Ocorreu-me, agora, que certo “pensamento mágico” me fez crer que, de alguma maneira, aferrando-me ao sentimento de oferecer-lhe o “meu sacrifício”, conseguiria aproximar-me dela novamente.

Foi assim que, um mês e meio depois de ter retornado à prática de alguma atividade física, fui parar ali. Enregelada, sonolenta e, ainda assim, portadora de uma felicidade imprecisa.

Para driblar o frio e a chuva, compramos – eu e meu irmão – duas precárias capas de plástico, certamente pagamos o preço da necessidade e não do produto em si.

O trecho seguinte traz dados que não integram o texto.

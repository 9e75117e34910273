/// A function of one real variable, as consumed by numeric routines.
///
/// Root finders, quadrature rules, and spline fitters in this workspace take
/// any `ScalarFn`. Closures implement it automatically, and [`Functor`]
/// adapts an object together with one of its methods.
pub trait ScalarFn {
    /// Evaluates the function at `x`.
    fn call(&mut self, x: f64) -> f64;
}

impl<F> ScalarFn for F
where
    F: FnMut(f64) -> f64,
{
    fn call(&mut self, x: f64) -> f64 {
        self(x)
    }
}

/// Binds an object to one of its `fn(&T, f64) -> f64` methods.
///
/// The binding borrows the object, so it can never outlive it.
///
/// ```
/// use canopy_core::{Functor, ScalarFn};
///
/// struct Line {
///     slope: f64,
/// }
///
/// impl Line {
///     fn at(&self, x: f64) -> f64 {
///         self.slope * x
///     }
/// }
///
/// let line = Line { slope: 3.0 };
/// let mut f = Functor::new(&line, Line::at);
/// assert_eq!(f.call(2.0), 6.0);
/// ```
pub struct Functor<'a, T: ?Sized> {
    obj: &'a T,
    method: fn(&T, f64) -> f64,
}

impl<'a, T: ?Sized> Functor<'a, T> {
    /// Creates a binding of `method` to `obj`.
    pub fn new(obj: &'a T, method: fn(&T, f64) -> f64) -> Self {
        Self { obj, method }
    }

    /// Evaluates the bound method at `x`.
    pub fn eval(&self, x: f64) -> f64 {
        (self.method)(self.obj, x)
    }
}

impl<T: ?Sized> Clone for Functor<'_, T> {
    fn clone(&self) -> Self {
        *self
    }
}

impl<T: ?Sized> Copy for Functor<'_, T> {}

impl<T: ?Sized> ScalarFn for Functor<'_, T> {
    fn call(&mut self, x: f64) -> f64 {
        self.eval(x)
    }
}

/// Returns a closure that forwards its argument to `method` on `obj`.
pub fn bind<'a, T: ?Sized>(obj: &'a T, method: fn(&T, f64) -> f64) -> impl Fn(f64) -> f64 + 'a {
    move |x| method(obj, x)
}

/// Evaluates an adapter through an opaque handle.
///
/// This is the two-argument `(x, context)` calling convention for routines
/// that store their callback type-erased.
pub fn invoke(x: f64, context: &mut dyn ScalarFn) -> f64 {
    context.call(x)
}

#[cfg(test)]
mod tests {
    use super::*;

    use approx::assert_relative_eq;

    struct Quadratic {
        a: f64,
        b: f64,
        c: f64,
    }

    impl Quadratic {
        fn at(&self, x: f64) -> f64 {
            (self.a * x + self.b) * x + self.c
        }
    }

    fn sum_at<F: ScalarFn>(mut f: F, xs: &[f64]) -> f64 {
        xs.iter().map(|&x| f.call(x)).sum()
    }

    #[test]
    fn functor_forwards_to_method() {
        let q = Quadratic {
            a: 1.0,
            b: -2.0,
            c: 3.0,
        };
        let f = Functor::new(&q, Quadratic::at);

        for x in [-1.0, 0.0, 0.5, 4.0] {
            assert_relative_eq!(f.eval(x), q.at(x));
        }
    }

    #[test]
    fn functor_and_closure_are_interchangeable() {
        let q = Quadratic {
            a: 2.0,
            b: 0.0,
            c: -1.0,
        };
        let xs = [0.0, 1.0, 2.0];

        let via_functor = sum_at(Functor::new(&q, Quadratic::at), &xs);
        let via_bind = sum_at(bind(&q, Quadratic::at), &xs);
        let via_closure = sum_at(|x: f64| q.at(x), &xs);

        assert_relative_eq!(via_functor, 7.0);
        assert_relative_eq!(via_bind, via_functor);
        assert_relative_eq!(via_closure, via_functor);
    }

    #[test]
    fn invoke_uses_opaque_context() {
        let q = Quadratic {
            a: 0.0,
            b: 3.0,
            c: 1.0,
        };
        let mut f = Functor::new(&q, Quadratic::at);
        let mut calls = 0;
        let mut counting = |x: f64| {
            calls += 1;
            x * x
        };

        assert_relative_eq!(invoke(2.0, &mut f), 7.0);
        assert_relative_eq!(invoke(3.0, &mut counting), 9.0);
        assert_eq!(calls, 1);
    }
}
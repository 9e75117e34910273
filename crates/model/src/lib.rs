//! Size-structured plant populations competing for light.
//!
//! A [`Patch`] holds one or more [`Species`], each a [`Population`] of
//! cohorts sharing a [`Strategy`]. Plants shade each other through a
//! [`LightEnvironment`] fitted to the canopy, and their growth, mortality
//! and fecundity rates form the right-hand side of an ODE system that the
//! patch exposes to the solvers in `canopy-solvers`.
//!
//! ```no_run
//! use canopy_model::{Parameters, Patch};
//!
//! # fn main() -> Result<(), canopy_model::Error> {
//! let parameters = Parameters::from_file("patch.toml")?;
//! let mut patch = Patch::new(parameters)?;
//! patch.add_seeds(0, 10)?;
//! patch.advance(5.0)?;
//!
//! for cohort in patch.cohorts(0)? {
//!     println!("height {:.3} m, weight {:.3}", cohort.height, cohort.weight);
//! }
//! # Ok(())
//! # }
//! ```

mod cohort;
mod environment;
mod error;
mod parameters;
mod patch;
mod plant;
mod plant_spline;
mod population;
mod strategy;

pub use cohort::{CohortRecord, ContinuousCohort, DiscreteCohort, Unit};
pub use environment::{LightEnvironment, LightState};
pub use error::{ConfigError, DomainError, Error};
pub use parameters::{
    CohortKind, Control, Parameters, Spacing, SpeciesParameters, SurrogateParameters,
};
pub use patch::Patch;
pub use plant::{PLANT_ODE_SIZE, Physiology, Plant};
pub use plant_spline::PlantSpline;
pub use population::{Population, Species};
pub use strategy::{Size, Strategy, Traits};
//! Populations of one strategy, and the species a patch holds.

use std::sync::Arc;

use canopy_core::OdeState;
use canopy_solvers::quadrature;

use crate::{
    CohortKind, CohortRecord, ContinuousCohort, DiscreteCohort, Error, LightEnvironment,
    PlantSpline, SpeciesParameters, Strategy, Unit,
};

/// Units of one strategy, in the order they were added.
///
/// The ODE state is the concatenation of the units' states. Rates come either
/// from each plant directly or, with a surrogate attached, by interpolation.
#[derive(Debug, Clone)]
pub struct Population<U> {
    strategy: Arc<Strategy>,
    units: Vec<U>,
    surrogate: Option<PlantSpline>,
}

impl<U: Unit> Population<U> {
    /// An empty population.
    #[must_use]
    pub fn new(strategy: Arc<Strategy>) -> Self {
        Self {
            strategy,
            units: Vec::new(),
            surrogate: None,
        }
    }

    /// Computes rates through `surrogate` instead of per plant.
    #[must_use]
    pub fn with_surrogate(mut self, surrogate: PlantSpline) -> Self {
        self.surrogate = Some(surrogate);
        self
    }

    pub fn add_seeds(&mut self, n: usize) {
        U::add_seeds(&mut self.units, &self.strategy, n);
    }

    #[must_use]
    pub fn strategy(&self) -> &Arc<Strategy> {
        &self.strategy
    }

    #[must_use]
    pub fn units(&self) -> &[U] {
        &self.units
    }

    #[must_use]
    pub fn surrogate(&self) -> Option<&PlantSpline> {
        self.surrogate.as_ref()
    }

    #[must_use]
    pub fn len(&self) -> usize {
        self.units.len()
    }

    #[must_use]
    pub fn is_empty(&self) -> bool {
        self.units.is_empty()
    }

    /// Height of the tallest plant, or zero for an empty population.
    #[must_use]
    pub fn height_max(&self) -> f64 {
        self.units
            .iter()
            .map(|unit| unit.plant().height())
            .fold(0.0, f64::max)
    }

    /// Leaf area above height `z`, weighted by the individuals each unit
    /// represents.
    #[must_use]
    pub fn leaf_area_above(&self, z: f64) -> f64 {
        self.units
            .iter()
            .map(|unit| unit.weight() * unit.plant().leaf_area_above(z))
            .sum()
    }

    /// Updates every unit's rates under `env`.
    ///
    /// With a surrogate, the surrogate is refitted first. If a unit has
    /// outgrown it, it is rebuilt once over twice the largest leaf mass.
    ///
    /// # Errors
    ///
    /// Returns an error if any rate cannot be computed.
    pub fn compute_vars_phys(
        &mut self,
        env: &LightEnvironment,
        quadrature: &quadrature::Config,
    ) -> Result<(), Error> {
        let Some(surrogate) = &mut self.surrogate else {
            for unit in &mut self.units {
                unit.plant_mut().compute_vars_phys(env, quadrature)?;
            }
            return Ok(());
        };

        let largest = self
            .units
            .iter()
            .map(|unit| unit.plant().mass_leaf())
            .fold(0.0, f64::max);
        if largest > surrogate.mass_leaf_max() {
            let mass_leaf_max = 2.0 * largest;
            log::info!(
                "mass_leaf {largest} is beyond the rate surrogate (max {}), rebuilding up to {mass_leaf_max}",
                surrogate.mass_leaf_max()
            );
            surrogate.rebuild(mass_leaf_max, surrogate.n_plants(), env)?;
        } else {
            surrogate.compute_vars_phys(env)?;
        }

        for unit in &mut self.units {
            let rates = surrogate.rates_at(unit.plant().mass_leaf())?;
            unit.plant_mut().set_ode_rates(rates);
        }
        Ok(())
    }

    /// Leaf mass of every unit.
    #[must_use]
    pub fn mass_leaf(&self) -> Vec<f64> {
        self.units.iter().map(|unit| unit.plant().mass_leaf()).collect()
    }

    /// Sets the leaf mass of every unit.
    ///
    /// # Errors
    ///
    /// Returns [`Error::LengthMismatch`] unless there is exactly one value
    /// per unit.
    pub fn set_mass_leaf(&mut self, values: &[f64]) -> Result<(), Error> {
        if values.len() != self.units.len() {
            return Err(Error::LengthMismatch {
                expected: self.units.len(),
                got: values.len(),
            });
        }
        for (unit, &mass_leaf) in self.units.iter_mut().zip(values) {
            unit.plant_mut().set_mass_leaf(mass_leaf);
        }
        Ok(())
    }

    #[must_use]
    pub fn records(&self) -> Vec<CohortRecord> {
        self.units.iter().map(Unit::record).collect()
    }
}

impl<U: Unit> OdeState for Population<U> {
    fn ode_size(&self) -> usize {
        self.units.ode_size()
    }

    fn ode_values_set(&mut self, values: &[f64]) -> bool {
        self.units.ode_values_set(values)
    }

    fn ode_values(&self, out: &mut [f64]) {
        self.units.ode_values(out);
    }

    fn ode_rates(&self, out: &mut [f64]) {
        self.units.ode_rates(out);
    }
}

/// A population of either cohort kind.
#[derive(Debug, Clone)]
pub enum Species {
    Continuous(Population<ContinuousCohort>),
    Discrete(Population<DiscreteCohort>),
}

macro_rules! dispatch {
    ($species:expr, $population:ident => $body:expr) => {
        match $species {
            Species::Continuous($population) => $body,
            Species::Discrete($population) => $body,
        }
    };
}

impl Species {
    /// Builds an empty population from `parameters`.
    ///
    /// A surrogate, if requested, is fitted under full light.
    ///
    /// # Errors
    ///
    /// Returns an error if the parameters are invalid or the surrogate
    /// cannot be fitted.
    pub fn from_parameters(
        parameters: &SpeciesParameters,
        quadrature: quadrature::Config,
    ) -> Result<Self, Error> {
        parameters.validate()?;
        let strategy = Arc::new(Strategy::new(parameters.traits)?);
        let surrogate = parameters
            .surrogate
            .map(|settings| {
                PlantSpline::new(
                    Arc::clone(&strategy),
                    settings.mass_leaf_max,
                    settings.n_plants,
                    settings.spacing,
                    &LightEnvironment::full_light(),
                    quadrature,
                )
            })
            .transpose()?;

        Ok(match parameters.cohort {
            CohortKind::Continuous => Self::Continuous(attach(Population::new(strategy), surrogate)),
            CohortKind::Discrete => Self::Discrete(attach(Population::new(strategy), surrogate)),
        })
    }

    #[must_use]
    pub fn kind(&self) -> CohortKind {
        match self {
            Self::Continuous(_) => CohortKind::Continuous,
            Self::Discrete(_) => CohortKind::Discrete,
        }
    }

    #[must_use]
    pub fn strategy(&self) -> &Arc<Strategy> {
        dispatch!(self, population => population.strategy())
    }

    #[must_use]
    pub fn surrogate(&self) -> Option<&PlantSpline> {
        dispatch!(self, population => population.surrogate())
    }

    #[must_use]
    pub fn len(&self) -> usize {
        dispatch!(self, population => population.len())
    }

    #[must_use]
    pub fn is_empty(&self) -> bool {
        dispatch!(self, population => population.is_empty())
    }

    pub fn add_seeds(&mut self, n: usize) {
        dispatch!(self, population => population.add_seeds(n));
    }

    #[must_use]
    pub fn height_max(&self) -> f64 {
        dispatch!(self, population => population.height_max())
    }

    #[must_use]
    pub fn leaf_area_above(&self, z: f64) -> f64 {
        dispatch!(self, population => population.leaf_area_above(z))
    }

    /// See [`Population::compute_vars_phys`].
    ///
    /// # Errors
    ///
    /// Returns an error if any rate cannot be computed.
    pub fn compute_vars_phys(
        &mut self,
        env: &LightEnvironment,
        quadrature: &quadrature::Config,
    ) -> Result<(), Error> {
        dispatch!(self, population => population.compute_vars_phys(env, quadrature))
    }

    #[must_use]
    pub fn mass_leaf(&self) -> Vec<f64> {
        dispatch!(self, population => population.mass_leaf())
    }

    /// See [`Population::set_mass_leaf`].
    ///
    /// # Errors
    ///
    /// Returns an error unless there is exactly one value per unit.
    pub fn set_mass_leaf(&mut self, values: &[f64]) -> Result<(), Error> {
        dispatch!(self, population => population.set_mass_leaf(values))
    }

    #[must_use]
    pub fn records(&self) -> Vec<CohortRecord> {
        dispatch!(self, population => population.records())
    }
}

fn attach<U: Unit>(population: Population<U>, surrogate: Option<PlantSpline>) -> Population<U> {
    match surrogate {
        Some(surrogate) => population.with_surrogate(surrogate),
        None => population,
    }
}

impl OdeState for Species {
    fn ode_size(&self) -> usize {
        dispatch!(self, population => population.ode_size())
    }

    fn ode_values_set(&mut self, values: &[f64]) -> bool {
        dispatch!(self, population => population.ode_values_set(values))
    }

    fn ode_values(&self, out: &mut [f64]) {
        dispatch!(self, population => population.ode_values(out));
    }

    fn ode_rates(&self, out: &mut [f64]) {
        dispatch!(self, population => population.ode_rates(out));
    }
}

#[cfg(test)]
mod tests {
    use super::*;

    use approx::assert_relative_eq;

    use crate::{PLANT_ODE_SIZE, Spacing, SurrogateParameters, Traits};

    // --- Test fixtures ---

    fn strategy() -> Arc<Strategy> {
        Arc::new(Strategy::new(Traits::default()).expect("valid traits"))
    }

    fn grown(strategy: &Arc<Strategy>, n: usize) -> Population<DiscreteCohort> {
        let mut population = Population::new(Arc::clone(strategy));
        for i in 0..n {
            population.add_seeds(i + 1);
        }
        let seed = strategy.mass_leaf_seed();
        let sizes: Vec<f64> = (0..n).map(|i| seed * (1.0 + i as f64)).collect();
        population.set_mass_leaf(&sizes).expect("one size per unit");
        population
    }

    // --- Tests ---

    #[test]
    fn ode_size_sums_units() {
        let population = grown(&strategy(), 4);
        assert_eq!(population.len(), 4);
        assert_eq!(population.ode_size(), 4 * PLANT_ODE_SIZE);
    }

    #[test]
    fn state_round_trips() {
        let mut population = grown(&strategy(), 3);
        let mut values = population.ode_values_vec();
        for (i, value) in values.iter_mut().enumerate() {
            *value *= 1.0 + 0.1 * i as f64;
        }
        values[1] = 0.3;

        assert!(population.ode_values_set(&values));
        assert_eq!(population.ode_values_vec(), values);
        assert!(!population.ode_values_set(&values));
    }

    #[test]
    fn leaf_area_is_weighted_by_individuals() {
        let population = grown(&strategy(), 2);
        let units = population.units();
        let expected = units[0].plant().leaf_area() + 2.0 * units[1].plant().leaf_area();

        assert_relative_eq!(population.leaf_area_above(0.0), expected);
        assert_relative_eq!(population.leaf_area_above(population.height_max()), 0.0);
    }

    #[test]
    fn empty_population_has_no_canopy() {
        let population: Population<ContinuousCohort> = Population::new(strategy());
        assert!(population.is_empty());
        assert_relative_eq!(population.height_max(), 0.0);
        assert_relative_eq!(population.leaf_area_above(0.0), 0.0);
    }

    #[test]
    fn set_mass_leaf_checks_length() {
        let mut population = grown(&strategy(), 2);
        let err = population.set_mass_leaf(&[1.0]).expect_err("one value short");
        assert!(matches!(
            err,
            Error::LengthMismatch {
                expected: 2,
                got: 1
            }
        ));
    }

    #[test]
    fn direct_rates_match_plants() {
        let strategy = strategy();
        let mut population = grown(&strategy, 3);
        let env = LightEnvironment::full_light();
        let quadrature = quadrature::Config::default();

        population
            .compute_vars_phys(&env, &quadrature)
            .expect("rates");

        for unit in population.units() {
            let mut plant = unit.plant().clone();
            plant.compute_vars_phys(&env, &quadrature).expect("rates");
            assert_eq!(unit.plant().rates(), plant.rates());
            assert!(unit.plant().physiology().is_some());
        }
    }

    #[test]
    fn outgrown_surrogate_is_rebuilt() {
        let strategy = strategy();
        let env = LightEnvironment::full_light();
        let quadrature = quadrature::Config::default();
        let seed = strategy.mass_leaf_seed();
        let surrogate = PlantSpline::new(
            Arc::clone(&strategy),
            2.0 * seed,
            5,
            Spacing::Uniform,
            &env,
            quadrature,
        )
        .expect("valid surrogate");

        let mut population = grown(&strategy, 3).with_surrogate(surrogate);
        population
            .compute_vars_phys(&env, &quadrature)
            .expect("rebuilt surrogate covers every unit");

        let surrogate = population.surrogate().expect("attached");
        assert_relative_eq!(surrogate.mass_leaf_max(), 6.0 * seed);
        for unit in population.units() {
            assert!(unit.plant().physiology().is_none());
            assert!(unit.plant().rates()[0] > 0.0);
        }
    }

    #[test]
    fn species_from_parameters() {
        let parameters = SpeciesParameters {
            cohort: CohortKind::Continuous,
            surrogate: Some(SurrogateParameters {
                n_plants: 6,
                mass_leaf_max: 0.01,
                spacing: Spacing::Geometric,
            }),
            ..SpeciesParameters::default()
        };

        let mut species = Species::from_parameters(&parameters, quadrature::Config::default())
            .expect("valid parameters");
        species.add_seeds(3);
        species.add_seeds(2);

        assert_eq!(species.kind(), CohortKind::Continuous);
        assert_eq!(species.len(), 1);
        assert_eq!(species.surrogate().map(PlantSpline::n_plants), Some(6));
        assert_relative_eq!(species.records()[0].weight, 5.0);
    }
}
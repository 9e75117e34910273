use std::error::Error as StdError;

use super::ConfigError;

/// Errors that can occur while stepping an ODE system.
#[derive(Debug, thiserror::Error)]
pub enum Error {
    #[error("system error: {0}")]
    System(#[source] Box<dyn StdError + Send + Sync>),

    #[error("invalid config: {0}")]
    InvalidConfig(#[from] ConfigError),

    #[error("step size {step_size:e} fell below the minimum at t = {time}")]
    StepSizeTooSmall { time: f64, step_size: f64 },

    #[error("end time {t_end} is before the current time {time}")]
    EndBeforeStart { time: f64, t_end: f64 },

    #[error("reached {0} steps before the end time")]
    MaxSteps(usize),
}

impl Error {
    pub(crate) fn system<E: StdError + Send + Sync + 'static>(err: E) -> Self {
        Self::System(Box::new(err))
    }
}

Embora tivesse 21 km no horizonte, evitei beber água antes de largarmos – só dispúnhamos de banheiros químicos. E eles são excelentes inibidores renais e de esfíncter.

A mistura de pessoas e sotaques era bem divertida. Conterrâneos eram facilmente ouvidos na multidão. Aqui, acolá, um carioca irreverente fantasiado de super-herói. Pessoas de todas as idades, desde que não fossem crianças. Nada de saradões ou saradonas. Os corredores amadores não exibem corpos esculturais. São pessoas normais, nem magras demais, nem gordas demais. Os que os distinguem, além de tudo o mais? Arrisco: uma panturrilha levemente mais trabalhada e a satisfação, estampada na testa, por está ali.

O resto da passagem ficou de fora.